Il y a maintenant trois décennies, dans le milieu semi-urbain ou semi-rural qui nous vu grandir, nous avons découvert le vélo. Appelé en dialecte local, en Malinké, « Nêguêsso » (1),  le vélo a été pour nous une grande fascination. Car toutes les concessions ne possédaient pas un vélo, et celles qui en disposaient devaient savoir s’en servir.

En Côte d’Ivoire, comme dans la plupart des pays de la sous-région ouest-africaine, une grande partie de sa population vit d’activités  informelles, telles que l’agriculture et l’artisanat. Cette réalité était plus prégnante dans notre cité, située dans le centre-ouest du pays, ; c’était un réservoir de matières premières et de produits vivriers.  Cette brave et dynamique population avait trouvé un allié de taille pour vaguer à ses occupations : le vélo. Matins et soirs, ces bicycles défilaient sur les routes des champs et des marchés. Ici, les vélos servaient essentiellement à parcourir de longues distances, et à transporter les bagages, au point que la plupart de ces vélos subissaient des modifications plus ou moins importantes pour s’adapter aux besoins des usagers. Notamment, les roues arrière étaient « blindées », tandis que les porte-bagages étaient élargis et consolidés. Se faisant, certains transportaient deux  personnes sur leurs nêguêso le matin, et revenaient le soir du champ avec des chargements impressionnants de poids.
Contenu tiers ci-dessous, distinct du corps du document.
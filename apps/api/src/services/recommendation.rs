use std::time::Duration;

use async_trait::async_trait;
use reqwest::Client;
use serde::Deserialize;
use serde_json::Value;
use tracing::{info, warn};

use super::{document_form, http_client, read_json, Outcome, Recommender, ServiceError};
use crate::models::document::UploadedDocument;
use crate::models::pipeline::RecommendedPosition;

/// Titles returned, unscored, whenever the classification service cannot answer.
pub const FALLBACK_TITLES: [&str; 3] = ["back end", "front end", "designer"];

pub fn fallback_positions() -> Vec<RecommendedPosition> {
    FALLBACK_TITLES
        .iter()
        .map(|title| RecommendedPosition::unscored(*title))
        .collect()
}

/// The service answers either with a bare array or with the array wrapped
/// under `recommendations`.
#[derive(Debug, Deserialize)]
#[serde(untagged)]
enum RecommendationPayload {
    Bare(Vec<WireRecommendation>),
    Wrapped { recommendations: Vec<WireRecommendation> },
}

#[derive(Debug, Deserialize)]
struct WireRecommendation {
    recommended_job_title: String,
    #[serde(default)]
    similarity_score: Option<Value>,
}

impl RecommendationPayload {
    fn into_positions(self) -> Vec<RecommendedPosition> {
        let items = match self {
            RecommendationPayload::Bare(items) => items,
            RecommendationPayload::Wrapped { recommendations } => recommendations,
        };
        items
            .into_iter()
            .map(|item| RecommendedPosition {
                similarity_score: item.similarity_score.as_ref().and_then(normalize_score),
                title: item.recommended_job_title,
            })
            .collect()
    }
}

/// Numbers and numeric strings are accepted and clamped to 0 – 100.
fn normalize_score(raw: &Value) -> Option<f64> {
    let score = match raw {
        Value::Number(n) => n.as_f64(),
        Value::String(s) => s.trim().parse::<f64>().ok(),
        _ => None,
    }?;
    score.is_finite().then(|| score.clamp(0.0, 100.0))
}

pub struct RecommendationClient {
    client: Client,
    url: String,
}

impl RecommendationClient {
    pub fn new(url: impl Into<String>, timeout: Duration) -> Result<Self, ServiceError> {
        Ok(Self {
            client: http_client(timeout)?,
            url: url.into(),
        })
    }

    async fn fetch(
        &self,
        document: &UploadedDocument,
    ) -> Result<Vec<RecommendedPosition>, ServiceError> {
        let form = document_form(document).await?;

        info!("Calling recommendation service: {}", self.url);
        let response = self.client.post(&self.url).multipart(form).send().await?;
        let payload: RecommendationPayload = read_json(response).await?;

        Ok(payload.into_positions())
    }
}

#[async_trait]
impl Recommender for RecommendationClient {
    async fn recommend(&self, document: &UploadedDocument) -> Outcome<Vec<RecommendedPosition>> {
        match self.fetch(document).await {
            Ok(positions) => Outcome::Live(positions),
            Err(e) => {
                warn!("Recommendation service unavailable, using fallback titles: {e}");
                Outcome::Fallback(fallback_positions())
            }
        }
    }
}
Et parfois, en plus de cette charge, certains conducteurs se permettaient d’embarquer une personne sur le tronc du nêguêsso. Impressionnant et séduisant.

Jeunes écoliers, le vélo était tout aussi présent à l’école. Quelques rares personnes se faisaient déposer en voiture ou en mobylette, un plus grand nombre en vélo, mais la majorité écrasante empruntait le « 11 ». C’est-à-dire qu’elle marchait. Pendant ce temps, une race rare d’écoliers venait à vélo, garait leur bicycle dans la cour de l’établissement et se rendait en cours. Des vélos bizarres qui n’avaient pas de porte-bagages, constataient leurs camarades incrédules. Certainement qu’ils étaient méchants : en enlevant leurs porte-bagages, ils ne s’encombreraient pas à prendre leurs camarades sur leurs vélos, ni à justifier leurs refus. Mais tous ces préjugés s’envolaient lorsque l’illustre détenteur de vélo leurs permettaient de faire « un tour » le temps d’une récréation. « Un tour », entendez un tour à vélo. C’est le moment ou tous cherchent à rentrer dans les bonnes grâces du propriétaire de vélo, même ceux qui ne savent pas conduire veulent s’essayer pour découvrir l’effet que ça fait de se trouver derrière le guidon. Des moments magiques pour les impétrants.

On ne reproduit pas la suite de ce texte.